= Timeline of Lublin =

The following is a timeline of the history of the city of Lublin, Poland.

==Middle Ages==

- In between 501–600: The creation of settlements on Czwartek hill ("Thursday"). Czwartek was a rural settlement. It is considered the oldest early medieval settlement of Lublin. Archaeological excavations have revealed the remains of 20 residential half-dugouts and several cavities of an economic nature.

- In between 501–600: The creation of the settlement on Grodzisko
From the 6th century people started erecting their settlements on Grodzisko hill (Today called Castle Hill).
Later the settlement had facilities for business and was servicing the Gord.

- In between 701–800: First castle erected on the hill Old Town
In the eighth century, Hill Old Town was a place where a tribal stronghold was built.

- 1050–1125: Undocumented church assumption on Czwartek (currently a city district). The Church of St.
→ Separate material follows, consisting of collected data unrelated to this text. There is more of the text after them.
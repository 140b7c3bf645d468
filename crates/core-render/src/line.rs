//! Rendering one line slice onto one screen row.
//!
//! The renderer walks the line's characters tracking `curr_col`, the
//! logical column after tab expansion, and writes whatever lands inside
//! the visible column window `[from_col, from_col + num_cols)`. Every
//! logical character advances the attribute index by one, whatever its
//! width; tabs spend their attribute on each space they expand to.
//!
//! With both an attribute vector and a differential snapshot supplied,
//! only cells whose attribute changed are written; cells past the end of
//! the snapshot are written unconditionally (a line that grew must paint
//! its tail). The line is conceptually followed by infinite spaces, so a
//! short line ends with a clear-to-eol unless the caller vouches the row
//! is already clean.

use std::io::Write;

use anyhow::Result;
use core_terminal::{output_width, Attr, Screen};
use core_text::encoding::{char_at, next_pos};
use core_text::{Encoding, Line};

#[allow(clippy::too_many_arguments)]
pub fn output_line_slice<W: Write>(
    screen: &mut Screen<W>,
    row: usize,
    col: usize,
    line: &Line,
    from_col: usize,
    num_cols: usize,
    tab_size: usize,
    cleared_at_end: bool,
    encoding: Encoding,
    attrs: Option<&[Attr]>,
    diff: Option<&[Attr]>,
) -> Result<()> {
    debug_assert!(row < screen.rows() - 1 && col < screen.cols());

    let s = line.as_bytes();
    let cols = screen.cols() as isize;
    let col = col as isize;
    let from_col = from_col as isize;
    let num_cols = num_cols as isize;
    let utf8 = encoding.is_utf8();

    let mut curr_col: isize = 0;
    let mut pos = 0usize;
    let mut attr_pos = 0usize;

    while curr_col - from_col < num_cols && pos < s.len() {
        // Actual screen column of this character's first cell.
        let output_col = col + curr_col - from_col;
        let attr_of = |ap: usize| attrs.map_or(Attr::default(), |a| a[ap]);

        if s[pos] == b'\t' {
            let tab_width = tab_size - (curr_col.rem_euclid(tab_size as isize)) as usize;
            for i in 0..tab_width as isize {
                if curr_col + i >= from_col && curr_col + i < from_col + num_cols {
                    screen.move_cursor(row, (output_col + i) as usize)?;
                    screen.output_char(u32::from(b' '), Some(attr_of(attr_pos)), false)?;
                }
            }
            curr_col += tab_width as isize;
        } else {
            let c = char_at(s, pos, encoding);
            let c_width = output_width(c) as isize;

            // A character is drawn when it starts inside the window, or
            // straddles its left edge while still starting on screen.
            if output_col >= col || output_col + c_width > col && output_col >= 0 {
                if output_col + c_width <= cols {
                    let changed = match (attrs, diff) {
                        (Some(a), Some(d)) => {
                            attr_pos >= d.len() || d[attr_pos] != a[attr_pos]
                        }
                        _ => true,
                    };
                    if changed {
                        screen.move_cursor(row, output_col as usize)?;
                        screen.output_char(c, Some(attr_of(attr_pos)), utf8)?;
                    }
                } else {
                    // Too wide to fit: spaces stand in for the visible part.
                    screen.move_cursor(row, output_col as usize)?;
                    let attr = attrs.map(|a| a[attr_pos]);
                    screen.output_spaces((cols - output_col) as usize, attr.as_ref())?;
                }
            }
            curr_col += c_width;
        }
        pos = next_pos(s, pos, encoding);
        attr_pos += 1;
    }

    // The infinite tail of spaces: clear whatever of the window the line
    // did not reach.
    if curr_col < from_col + num_cols && !cleared_at_end {
        let rest = if curr_col - from_col <= 0 {
            0
        } else {
            curr_col - from_col
        };
        screen.move_cursor(row, (col + rest) as usize)?;
        screen.clear_to_eol()?;
    }
    Ok(())
}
Nicholas situated on the steep hill is considered the oldest church in Lublin.
- 1190–1205: The mention of Lublin in the "Chronicle" of Wincenty Kadłubek
- 1198: The oldest source record name of Lublin - "Lubelnia", the rise of Lublin archdeaconry

Lublin is one of the oldest cities in Poland. According to both Dlugosz and Kadłubek the founding of the city took place in 810.
The first preserved sources mention the name of the city however, only from the XII-XIII .: "de Lubelnia" (1198). "Lublin" (1224).
Sources are documents of ordinary official operations - the document attesting to the creation of the Lublin archdeaconry unit, forming part of the diocese of Kraków.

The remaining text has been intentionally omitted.